If a line comes after the one containing "pub fn format_timestamp(ts: i64)", leave it out; copy every line before it, and that line too, exactly as written, starting from the first line of the entries.
====
//! Unix timestamp rendering for plot coordinates.

use chrono::DateTime;

/// Format used by pgfplots `date coordinates in=x`.
pub const PLOT_DATE_FORMAT: &str = "%Y-%m-%d %H:%M";

/// Render seconds since the epoch as a UTC `YYYY-MM-DD HH:MM` string.
/// Returns `None` when the timestamp is outside chrono's representable range.
pub fn format_timestamp(ts: i64) -> Option<String> {
    DateTime::from_timestamp(ts, 0).map(|dt| dt.format(PLOT_DATE_FORMAT).to_string())
}
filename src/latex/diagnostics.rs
//! Scanning of pdflatex console output for error lines.

/// Prefix pdflatex puts in front of LaTeX-level errors.
pub const ERROR_MARKER: &str = "! LaTeX Error:";

/// Collect every line starting with [`ERROR_MARKER`], marker and leading blanks removed.
pub fn extract_latex_errors(output: &str) -> Vec<String> {
    output
        .lines()
        .filter_map(|line| line.strip_prefix(ERROR_MARKER))
        .map(|rest| rest.trim_start().to_string())
        .collect()
}
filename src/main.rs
mod cli;
mod printer;

use std::{
    fs,
    io::{self, Read},
    path::{Path, PathBuf},
    process::ExitCode,
};

use is_terminal::IsTerminal;
use tracing_subscriber::EnvFilter;

use cli::{Cli, Command};
use printer::ReportPrinter;
use texreport::{config, parse_points, pgfplot, Compiler, Config, Error, PlotSpec, Result};

#[tokio::main]
async fn main() -> anyhow::Result<ExitCode> {
    let args = Cli::parse();

    let default_level = if args.verbose { "texreport=info" } else { "texreport=warn" };
    tracing_subscriber::fmt()
        .with_env_filter(
            EnvFilter::try_from_default_env().unwrap_or_else(|_| EnvFilter::new(default_level)),
        )
        .with_writer(io::stderr)
        .init();

    let config_path = args.config.clone().unwrap_or_else(config::default_config_path);
    let printer = ReportPrinter { color: io::stdout().is_terminal() };

    match run(args.command, &config_path).await {
        Ok(path) => {
            printer.path(&path);
            Ok(ExitCode::SUCCESS)
        }
        Err(err) => {
            printer.failure(&err);
            Ok(ExitCode::FAILURE)
        }
    }
}

async fn run(command: Command, config_path: &Path) -> Result<PathBuf> {
    match command {
        Command::Compile { source, output_dir } => {
            let cfg = Config::load(config_path)?;
            let compiler = Compiler::from_config(&cfg)?;
            compiler.compile(&source, output_dir.as_deref()).await
        }
        Command::Plot { name, axis_options, plot_options, points, output_dir } => {
            let points_json = read_points(points.as_deref())?;
            let value: serde_json::Value = serde_json::from_str(&points_json)
                .map_err(|e| Error::invalid_argument(format!("points are not valid JSON: {}", e)))?;
            let spec = PlotSpec::new(name, axis_options, plot_options, parse_points(&value)?);
            let dir = match output_dir {
                Some(dir) => dir,
                None => {
                    let dir = config::resolve_reports_dir(config_path)?;
                    fs::create_dir_all(&dir)?;
                    dir
                }
            };
            pgfplot(&spec, &dir)
        }
    }
}

fn read_points(source: Option<&Path>) -> Result<String> {
    match source {
        Some(p) if p != Path::new("-") => Ok(fs::read_to_string(p)?),
        _ => {
            if io::stdin().is_terminal() {
                return Err(Error::invalid_argument(
                    "provide points with --points FILE or via stdin",
                ));
            }
            let mut buf = String::new();
            io::stdin().read_to_string(&mut buf)?;
            Ok(buf)
        }
    }
}
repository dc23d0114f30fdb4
pub mod run;
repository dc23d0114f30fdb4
//! Simulation configuration.
//!
//! All parameters are fixed when the simulation starts. The population size
//! is the only quantity that changes during a run, and it lives in the
//! engine's state rather than here.

use serde::{Deserialize, Serialize};

use crate::errors::ConfigurationError;
use crate::evolution::{FitnessSelection, RegressionMutation};
use crate::simulation::Phase;

/// Reference parameter values.
pub mod defaults {
    pub const SELECTION_STRENGTH: f64 = 0.5;
    pub const POPULATION_SIZE: usize = 10_000;
    pub const MUTATION_RATE: f64 = 0.01;
    pub const MUTATION_STRENGTH: f64 = 0.3;
    pub const GENERATIONS: usize = 1000;

    pub const CHANGE_POPULATION: bool = true;
    pub const BIG_POPULATION: usize = 1000;
    pub const SMALL_POPULATION: usize = 30;
    pub const BIG_GENERATIONS: usize = 1000;
    pub const SMALL_GENERATIONS: usize = 100;
}

/// The master configuration struct.
/// Can be serialized alongside a trajectory to reproduce a run.
#[derive(Debug, Clone, Default, PartialEq, Serialize, Deserialize)]
pub struct Configuration {
    pub execution: ExecutionConfig,
    pub evolution: EvolutionConfig,
    pub demography: DemographyConfig,
}

impl Configuration {
    /// Check every parameter and parameter combination.
    ///
    /// # Errors
    /// Returns the first [`ConfigurationError`] found.
    pub fn validate(&self) -> Result<(), ConfigurationError> {
        self.execution.validate()?;
        self.evolution.validate()?;
        self.demography.validate()
    }
}

/// Run length, starting size and randomness.
#[derive(Debug, Clone, PartialEq, Serialize, Deserialize)]
pub struct ExecutionConfig {
    /// Number of individuals before any size phase is applied
    pub population_size: usize,
    /// Total number of generations to simulate
    pub total_generations: usize,
    /// Optional RNG seed for reproducibility
    #[serde(default, skip_serializing_if = "Option::is_none")]
    pub seed: Option<u64>,
}

impl ExecutionConfig {
    pub fn new(population_size: usize, total_generations: usize, seed: Option<u64>) -> Self {
        Self {
            population_size,
            total_generations,
            seed,
        }
    }

    fn validate(&self) -> Result<(), ConfigurationError> {
        if self.population_size == 0 {
            return Err(ConfigurationError::EmptyPopulation);
        }
        Ok(())
    }
}

impl Default for ExecutionConfig {
    fn default() -> Self {
        Self::new(defaults::POPULATION_SIZE, defaults::GENERATIONS, None)
    }
}

/// Mutation and selection parameters.
#[derive(Debug, Clone, PartialEq, Serialize, Deserialize)]
pub struct EvolutionConfig {
    /// Exponent controlling how sharply selection discriminates
    pub selection_strength: f64,
    /// Per-allele mutation probability
    pub mutation_rate: f64,
    /// Standard deviation of the regression-to-mean draw
    pub mutation_strength: f64,
}

impl EvolutionConfig {
    pub fn new(selection_strength: f64, mutation_rate: f64, mutation_strength: f64) -> Self {
        Self {
            selection_strength,
            mutation_rate,
            mutation_strength,
        }
    }

    /// Build the mutation operator.
    pub fn mutation(&self) -> Result<RegressionMutation, ConfigurationError> {
        RegressionMutation::new(self.mutation_rate, self.mutation_strength)
    }

    /// Build the selection operator.
    pub fn selection(&self) -> Result<FitnessSelection, ConfigurationError> {
        FitnessSelection::new(self.selection_strength)
    }

    fn validate(&self) -> Result<(), ConfigurationError> {
        self.mutation()?;
        self.selection()?;
        Ok(())
    }
}

impl Default for EvolutionConfig {
    fn default() -> Self {
        Self::new(
            defaults::SELECTION_STRENGTH,
            defaults::MUTATION_RATE,
            defaults::MUTATION_STRENGTH,
        )
    }
}

/// Periodic population-size oscillation between a big and a small phase.
#[derive(Debug, Clone, PartialEq, Serialize, Deserialize)]
pub struct DemographyConfig {
    /// Whether the population size oscillates at all
    pub enabled: bool,
    /// Population size during the big phase
    pub big_size: usize,
    /// Population size during the small phase
    pub small_size: usize,
    /// Generations spent in the big phase
    pub big_generations: usize,
    /// Generations spent in the small phase
    pub small_generations: usize,
}

impl DemographyConfig {
    /// Oscillating population sizes.
    pub fn oscillating(
        big_size: usize,
        small_size: usize,
        big_generations: usize,
        small_generations: usize,
    ) -> Self {
        Self {
            enabled: true,
            big_size,
            small_size,
            big_generations,
            small_generations,
        }
    }

    /// Constant population size; the phase fields keep the reference values
    /// but are never read.
    pub fn constant() -> Self {
        Self {
            enabled: false,
            ..Self::default()
        }
    }

    /// Target population size of `phase`.
    pub fn size_of(&self, phase: Phase) -> usize {
        match phase {
            Phase::Big => self.big_size,
            Phase::Small => self.small_size,
        }
    }

    /// Duration in generations of `phase`.
    pub fn duration_of(&self, phase: Phase) -> usize {
        match phase {
            Phase::Big => self.big_generations,
            Phase::Small => self.small_generations,
        }
    }

    fn validate(&self) -> Result<(), ConfigurationError> {
        if !self.enabled {
            return Ok(());
        }
        for phase in [Phase::Big, Phase::Small] {
            if self.size_of(phase) == 0 {
                return Err(ConfigurationError::EmptyPhase { phase });
            }
            if self.duration_of(phase) == 0 {
                return Err(ConfigurationError::ZeroPhaseDuration { phase });
            }
        }
        Ok(())
    }
}

impl Default for DemographyConfig {
    fn default() -> Self {
        Self {
            enabled: defaults::CHANGE_POPULATION,
            big_size: defaults::BIG_POPULATION,
            small_size: defaults::SMALL_POPULATION,
            big_generations: defaults::BIG_GENERATIONS,
            small_generations: defaults::SMALL_GENERATIONS,
        }
    }
}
====
(ANSWER TO THE EXERCISE)
//! Unix timestamp rendering for plot coordinates.

use chrono::DateTime;

/// Format used by pgfplots `date coordinates in=x`.
pub const PLOT_DATE_FORMAT: &str = "%Y-%m-%d %H:%M";

/// Render seconds since the epoch as a UTC `YYYY-MM-DD HH:MM` string.
/// Returns `None` when the timestamp is outside chrono's representable range.
pub fn format_timestamp(ts: i64) -> Option<String> {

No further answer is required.